* Aim of the task *
From the entries that follow, extract each line holding the string "amount".

(Records supplied)

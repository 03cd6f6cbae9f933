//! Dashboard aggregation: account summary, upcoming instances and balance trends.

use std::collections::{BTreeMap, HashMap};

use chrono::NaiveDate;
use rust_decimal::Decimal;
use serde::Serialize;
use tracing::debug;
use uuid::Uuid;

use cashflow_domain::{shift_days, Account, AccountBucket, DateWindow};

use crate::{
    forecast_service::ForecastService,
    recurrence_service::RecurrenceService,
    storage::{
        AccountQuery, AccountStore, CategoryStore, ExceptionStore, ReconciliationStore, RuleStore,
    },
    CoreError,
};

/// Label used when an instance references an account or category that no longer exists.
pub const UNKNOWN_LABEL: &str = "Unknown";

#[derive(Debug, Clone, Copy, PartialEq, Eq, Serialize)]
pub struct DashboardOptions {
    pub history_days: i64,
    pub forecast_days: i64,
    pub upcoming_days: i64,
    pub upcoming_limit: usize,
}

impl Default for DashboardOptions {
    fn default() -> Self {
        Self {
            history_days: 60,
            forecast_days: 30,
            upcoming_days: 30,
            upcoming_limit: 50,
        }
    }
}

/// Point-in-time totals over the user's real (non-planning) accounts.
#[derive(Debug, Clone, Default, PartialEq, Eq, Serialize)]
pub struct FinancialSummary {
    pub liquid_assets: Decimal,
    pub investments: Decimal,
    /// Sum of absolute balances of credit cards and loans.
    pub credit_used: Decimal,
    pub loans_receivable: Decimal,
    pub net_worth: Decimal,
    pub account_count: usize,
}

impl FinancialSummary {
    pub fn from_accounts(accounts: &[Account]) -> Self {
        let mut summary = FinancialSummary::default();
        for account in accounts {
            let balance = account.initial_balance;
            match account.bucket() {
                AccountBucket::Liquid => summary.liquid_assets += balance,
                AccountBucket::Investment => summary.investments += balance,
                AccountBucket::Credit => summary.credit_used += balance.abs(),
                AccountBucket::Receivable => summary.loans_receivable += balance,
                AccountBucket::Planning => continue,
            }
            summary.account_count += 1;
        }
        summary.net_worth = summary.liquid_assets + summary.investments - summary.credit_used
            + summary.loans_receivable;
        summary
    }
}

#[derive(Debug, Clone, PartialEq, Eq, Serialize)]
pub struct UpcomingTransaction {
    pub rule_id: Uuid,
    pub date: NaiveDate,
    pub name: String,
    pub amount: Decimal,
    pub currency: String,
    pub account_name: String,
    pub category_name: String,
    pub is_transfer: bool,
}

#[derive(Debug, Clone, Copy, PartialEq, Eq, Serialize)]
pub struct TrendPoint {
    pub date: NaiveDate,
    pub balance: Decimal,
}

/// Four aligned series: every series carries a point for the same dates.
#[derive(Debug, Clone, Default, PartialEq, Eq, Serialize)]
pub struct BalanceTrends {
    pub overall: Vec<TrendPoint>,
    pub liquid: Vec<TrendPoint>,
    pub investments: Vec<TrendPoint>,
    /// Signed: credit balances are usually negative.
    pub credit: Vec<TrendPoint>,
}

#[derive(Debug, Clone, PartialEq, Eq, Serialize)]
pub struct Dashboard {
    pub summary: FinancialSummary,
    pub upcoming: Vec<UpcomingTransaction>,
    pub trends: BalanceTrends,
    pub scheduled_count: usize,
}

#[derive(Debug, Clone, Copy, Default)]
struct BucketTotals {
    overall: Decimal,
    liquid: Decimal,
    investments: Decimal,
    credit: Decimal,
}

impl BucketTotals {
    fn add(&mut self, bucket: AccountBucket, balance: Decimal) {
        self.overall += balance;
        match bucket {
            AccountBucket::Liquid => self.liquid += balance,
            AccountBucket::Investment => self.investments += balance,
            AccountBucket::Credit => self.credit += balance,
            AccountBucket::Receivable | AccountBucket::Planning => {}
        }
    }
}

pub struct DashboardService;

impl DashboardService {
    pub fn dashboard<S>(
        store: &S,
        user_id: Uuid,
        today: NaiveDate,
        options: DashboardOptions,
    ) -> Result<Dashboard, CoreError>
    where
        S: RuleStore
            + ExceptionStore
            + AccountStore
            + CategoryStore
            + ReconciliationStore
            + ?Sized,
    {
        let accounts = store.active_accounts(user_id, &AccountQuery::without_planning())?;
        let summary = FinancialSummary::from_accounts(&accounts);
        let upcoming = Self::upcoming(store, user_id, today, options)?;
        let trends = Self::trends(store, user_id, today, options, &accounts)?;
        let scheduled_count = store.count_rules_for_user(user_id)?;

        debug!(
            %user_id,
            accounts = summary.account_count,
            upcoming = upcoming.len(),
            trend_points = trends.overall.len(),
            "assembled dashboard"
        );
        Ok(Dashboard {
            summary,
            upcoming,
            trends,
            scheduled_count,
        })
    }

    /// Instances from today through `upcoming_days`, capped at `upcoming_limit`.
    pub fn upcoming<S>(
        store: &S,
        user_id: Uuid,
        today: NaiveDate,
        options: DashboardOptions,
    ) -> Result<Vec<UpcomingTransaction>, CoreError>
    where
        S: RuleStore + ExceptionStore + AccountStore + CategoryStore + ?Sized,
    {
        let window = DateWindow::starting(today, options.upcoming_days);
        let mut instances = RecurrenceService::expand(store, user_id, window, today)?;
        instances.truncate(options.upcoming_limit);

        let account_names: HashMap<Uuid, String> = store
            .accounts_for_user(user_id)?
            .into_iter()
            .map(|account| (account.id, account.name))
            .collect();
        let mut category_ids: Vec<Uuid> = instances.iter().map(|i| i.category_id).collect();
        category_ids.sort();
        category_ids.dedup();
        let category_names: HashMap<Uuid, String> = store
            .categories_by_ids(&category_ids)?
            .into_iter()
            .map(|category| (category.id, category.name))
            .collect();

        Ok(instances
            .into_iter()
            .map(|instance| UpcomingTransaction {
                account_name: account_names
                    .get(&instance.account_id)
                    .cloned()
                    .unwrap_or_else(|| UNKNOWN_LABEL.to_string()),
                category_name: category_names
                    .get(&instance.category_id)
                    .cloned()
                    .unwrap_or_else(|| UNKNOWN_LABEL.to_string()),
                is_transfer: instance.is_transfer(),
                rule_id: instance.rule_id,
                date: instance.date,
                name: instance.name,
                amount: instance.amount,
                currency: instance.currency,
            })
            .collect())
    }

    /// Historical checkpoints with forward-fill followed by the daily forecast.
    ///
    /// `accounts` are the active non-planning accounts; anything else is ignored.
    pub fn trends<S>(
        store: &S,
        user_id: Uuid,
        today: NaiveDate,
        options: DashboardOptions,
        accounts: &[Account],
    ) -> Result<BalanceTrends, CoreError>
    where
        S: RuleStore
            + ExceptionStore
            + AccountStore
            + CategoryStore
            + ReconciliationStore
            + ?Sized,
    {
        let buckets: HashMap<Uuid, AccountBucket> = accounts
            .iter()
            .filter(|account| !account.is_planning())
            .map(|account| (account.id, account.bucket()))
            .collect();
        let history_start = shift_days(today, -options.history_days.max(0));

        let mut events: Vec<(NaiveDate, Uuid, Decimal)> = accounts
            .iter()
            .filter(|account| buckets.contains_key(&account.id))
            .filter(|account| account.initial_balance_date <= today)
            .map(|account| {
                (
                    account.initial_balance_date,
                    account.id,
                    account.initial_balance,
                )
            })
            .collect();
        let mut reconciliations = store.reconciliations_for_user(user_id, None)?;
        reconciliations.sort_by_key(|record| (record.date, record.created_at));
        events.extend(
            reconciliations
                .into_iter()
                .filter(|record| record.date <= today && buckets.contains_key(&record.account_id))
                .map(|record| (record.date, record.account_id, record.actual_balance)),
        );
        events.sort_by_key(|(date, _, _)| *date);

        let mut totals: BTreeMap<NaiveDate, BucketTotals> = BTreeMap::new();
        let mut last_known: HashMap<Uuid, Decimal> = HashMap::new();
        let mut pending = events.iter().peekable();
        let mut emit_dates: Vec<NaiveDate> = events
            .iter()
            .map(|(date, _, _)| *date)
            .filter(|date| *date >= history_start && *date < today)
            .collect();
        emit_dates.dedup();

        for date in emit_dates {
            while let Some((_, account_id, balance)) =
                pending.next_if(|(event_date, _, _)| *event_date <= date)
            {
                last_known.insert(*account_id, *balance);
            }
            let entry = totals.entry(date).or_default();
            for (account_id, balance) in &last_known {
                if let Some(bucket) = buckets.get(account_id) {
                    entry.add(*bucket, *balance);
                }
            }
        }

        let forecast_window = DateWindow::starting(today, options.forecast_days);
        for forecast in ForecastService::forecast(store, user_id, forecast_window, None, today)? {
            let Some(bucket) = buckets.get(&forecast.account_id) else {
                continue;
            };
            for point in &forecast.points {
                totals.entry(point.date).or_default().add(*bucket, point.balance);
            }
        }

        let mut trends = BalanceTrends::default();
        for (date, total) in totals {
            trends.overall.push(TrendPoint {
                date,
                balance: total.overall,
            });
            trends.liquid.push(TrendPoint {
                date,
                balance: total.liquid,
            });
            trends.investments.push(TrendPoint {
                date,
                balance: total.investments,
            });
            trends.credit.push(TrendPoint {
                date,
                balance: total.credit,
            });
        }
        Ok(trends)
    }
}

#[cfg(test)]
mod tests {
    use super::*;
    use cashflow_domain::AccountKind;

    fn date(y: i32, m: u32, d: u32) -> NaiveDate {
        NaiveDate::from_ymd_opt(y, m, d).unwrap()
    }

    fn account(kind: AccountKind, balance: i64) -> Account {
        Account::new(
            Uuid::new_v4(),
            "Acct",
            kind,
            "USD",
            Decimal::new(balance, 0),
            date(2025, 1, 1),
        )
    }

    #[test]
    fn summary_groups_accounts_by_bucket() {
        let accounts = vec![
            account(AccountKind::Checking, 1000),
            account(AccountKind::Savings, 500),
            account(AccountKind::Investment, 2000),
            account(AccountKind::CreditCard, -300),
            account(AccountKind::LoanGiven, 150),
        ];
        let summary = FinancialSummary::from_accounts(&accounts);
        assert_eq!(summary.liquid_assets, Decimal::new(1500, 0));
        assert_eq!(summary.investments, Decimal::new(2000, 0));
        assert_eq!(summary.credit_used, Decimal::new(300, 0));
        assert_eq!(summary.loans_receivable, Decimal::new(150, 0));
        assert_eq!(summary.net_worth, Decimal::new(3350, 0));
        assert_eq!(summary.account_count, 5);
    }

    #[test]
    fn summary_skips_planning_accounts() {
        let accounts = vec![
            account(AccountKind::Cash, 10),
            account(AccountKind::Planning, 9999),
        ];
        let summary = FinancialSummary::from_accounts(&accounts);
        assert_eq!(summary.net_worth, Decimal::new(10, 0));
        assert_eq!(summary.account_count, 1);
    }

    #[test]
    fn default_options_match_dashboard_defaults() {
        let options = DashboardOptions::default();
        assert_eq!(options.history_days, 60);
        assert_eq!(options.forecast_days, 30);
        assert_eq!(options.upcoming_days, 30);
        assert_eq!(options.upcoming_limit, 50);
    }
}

(End Records supplied)
(Records supplied)

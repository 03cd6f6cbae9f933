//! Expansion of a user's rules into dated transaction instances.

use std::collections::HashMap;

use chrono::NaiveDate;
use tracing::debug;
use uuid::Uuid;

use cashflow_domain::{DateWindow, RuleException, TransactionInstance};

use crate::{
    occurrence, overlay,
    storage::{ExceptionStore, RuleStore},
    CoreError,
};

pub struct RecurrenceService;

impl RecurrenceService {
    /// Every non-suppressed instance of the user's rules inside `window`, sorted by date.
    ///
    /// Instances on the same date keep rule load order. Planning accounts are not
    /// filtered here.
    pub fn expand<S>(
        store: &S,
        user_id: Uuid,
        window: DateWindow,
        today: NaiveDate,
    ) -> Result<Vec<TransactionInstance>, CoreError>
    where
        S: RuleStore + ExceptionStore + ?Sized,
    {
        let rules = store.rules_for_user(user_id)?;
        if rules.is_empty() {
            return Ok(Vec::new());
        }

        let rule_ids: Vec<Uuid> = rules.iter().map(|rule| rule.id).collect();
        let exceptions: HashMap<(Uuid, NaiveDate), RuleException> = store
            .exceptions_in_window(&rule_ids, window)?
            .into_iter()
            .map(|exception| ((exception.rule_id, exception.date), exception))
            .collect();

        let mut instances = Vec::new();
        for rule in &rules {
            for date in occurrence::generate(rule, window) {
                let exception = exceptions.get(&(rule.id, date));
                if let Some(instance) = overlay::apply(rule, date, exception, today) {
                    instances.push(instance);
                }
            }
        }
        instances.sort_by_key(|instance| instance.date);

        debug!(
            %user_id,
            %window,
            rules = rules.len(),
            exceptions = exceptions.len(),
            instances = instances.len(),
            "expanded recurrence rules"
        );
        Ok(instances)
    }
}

(End Records supplied)

* Task answer *
    pub amount: Decimal,
                amount: instance.amount,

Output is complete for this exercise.